Für mich ist Kommunikation die einzige Möglichkeit, eine Brücke von Verständnis und Versöhnung aufzubauen. Kommunikation sollte aber nie verletzend sein. Die Wand der Kiliansgruft ist da wohl der denkbar schlechteste Ort.
Ich, als Opfer, möchte in aller Aufrichtigkeit die Kirche in ihrem Opfer-Dasein in den Mittelpunkt stellen. Mit aller klaren Distanz zu Gewalt. Gewalt ist nie eine Lösung und wird es nie sein.

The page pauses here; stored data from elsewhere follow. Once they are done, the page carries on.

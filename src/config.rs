//! Configuration loader for the `tourist-safety` backend service.
//!
//! This module centralizes all runtime configuration values and their defaults,
//! loading from environment variables (with optional `.env` file support
//! provided by the caller). Authority credentials are always supplied from the
//! environment; nothing secret is compiled into the binary.
//!
use std::env;

use anyhow::{anyhow, Result};

/// Parse an optional numeric environment variable with a default value.
macro_rules! parse_env {
    ($var_name:expr, $ty:ty, $default:expr) => {
        env::var($var_name)
            .ok()
            .map(|v| v.parse::<$ty>())
            .transpose()
            .map_err(|e| anyhow!("Invalid {}: {}", $var_name, e))?
            .unwrap_or($default)
    };
}

/// Parse a required string environment variable.
macro_rules! require_env {
    ($var_name:expr) => {
        env::var($var_name)
            .map_err(|_| anyhow!("{} must be set in .env or environment", $var_name))?
    };
}

pub const DEFAULT_MAP_STYLE: &str = "mapbox://styles/mapbox/satellite-streets-v12";

/// Strongly typed application configuration.
///
/// All fields are immutable after loading, ensuring a consistent configuration
/// snapshot for the lifetime of the application.
#[derive(Debug, Clone)]
pub struct Config {
    // ---
    /// Port the HTTP server binds on.
    pub http_port: u16,

    /// Username accepted by the authority login.
    pub authority_username: String,

    /// Password accepted by the authority login.
    pub authority_password: String,

    /// Style URL handed to the map tile provider.
    pub map_style_url: String,

    /// Initial map zoom level.
    pub map_zoom: u32,

    /// Initial map pitch in degrees.
    pub map_pitch: u32,
}

/// Load configuration from environment variables with defaults.
///
/// Required:
/// - `AUTHORITY_USERNAME` – authority dashboard login name
/// - `AUTHORITY_PASSWORD` – authority dashboard password
///
/// Optional:
/// - `HTTP_PORT` – listen port (default: 8080)
/// - `MAP_STYLE_URL` – map style (default: Mapbox satellite streets)
/// - `MAP_ZOOM` – initial zoom (default: 12)
/// - `MAP_PITCH` – initial pitch (default: 45)
///
/// Returns an error if any required variable is missing or invalid.
pub fn load_from_env() -> Result<Config> {
    // ---
    let authority_username = require_env!("AUTHORITY_USERNAME");
    let authority_password = require_env!("AUTHORITY_PASSWORD");
    let http_port = parse_env!("HTTP_PORT", u16, 8080);
    let map_zoom = parse_env!("MAP_ZOOM", u32, 12);
    let map_pitch = parse_env!("MAP_PITCH", u32, 45);
    let map_style_url = env::var("MAP_STYLE_URL").unwrap_or_else(|_| DEFAULT_MAP_STYLE.into());

    if authority_username.trim().is_empty() || authority_password.is_empty() {
        return Err(anyhow!(
            "AUTHORITY_USERNAME and AUTHORITY_PASSWORD must not be empty"
        ));
    }

    Ok(Config {
        http_port,
        authority_username,
        authority_password,
        map_style_url,
        map_zoom,
        map_pitch,
    })
}

impl Config {
    /// Log the loaded configuration for debugging purposes.
    ///
    /// The authority password is never printed; only its presence is shown.
    pub fn log_config(&self) {
        // ---
        tracing::info!("Configuration loaded:");
        tracing::info!("  HTTP_PORT          : {}", self.http_port);
        tracing::info!("  AUTHORITY_USERNAME : {}", self.authority_username);
        tracing::info!("  AUTHORITY_PASSWORD : {}", masked(&self.authority_password));
        tracing::info!("  MAP_STYLE_URL      : {}", self.map_style_url);
        tracing::info!("  MAP_ZOOM           : {}", self.map_zoom);
        tracing::info!("  MAP_PITCH          : {}", self.map_pitch);
    }
}

fn masked(secret: &str) -> &'static str {
    if secret.is_empty() {
        "<unset>"
    } else {
        "****"
    }
}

Ich möchte aber auch den Täter fragen? Warum hast Du das gemacht? Warum bist Du straffällig geworden? Weshalb war das Dein letzter Ausweg der Kommunikation? Mir fehlt vor allem eines: Barmherzigkeit, Sanftmut und Güte und die ernsthafte Suche nach Gerechtigkeit und Frieden“, so Alexandra Wolf.
Professor Klaus Laubenthal, seit 2010 der aktuelle Missbrauchsbeauftragte der Diözese Würzburg, zeigte sich verwundert über die vom Bistum veröffentlichte „Chronologie“. Er habe einige der dort aufgeführten Punkte anders erlebt, sagte er auf Nachfrage dieser Redaktion.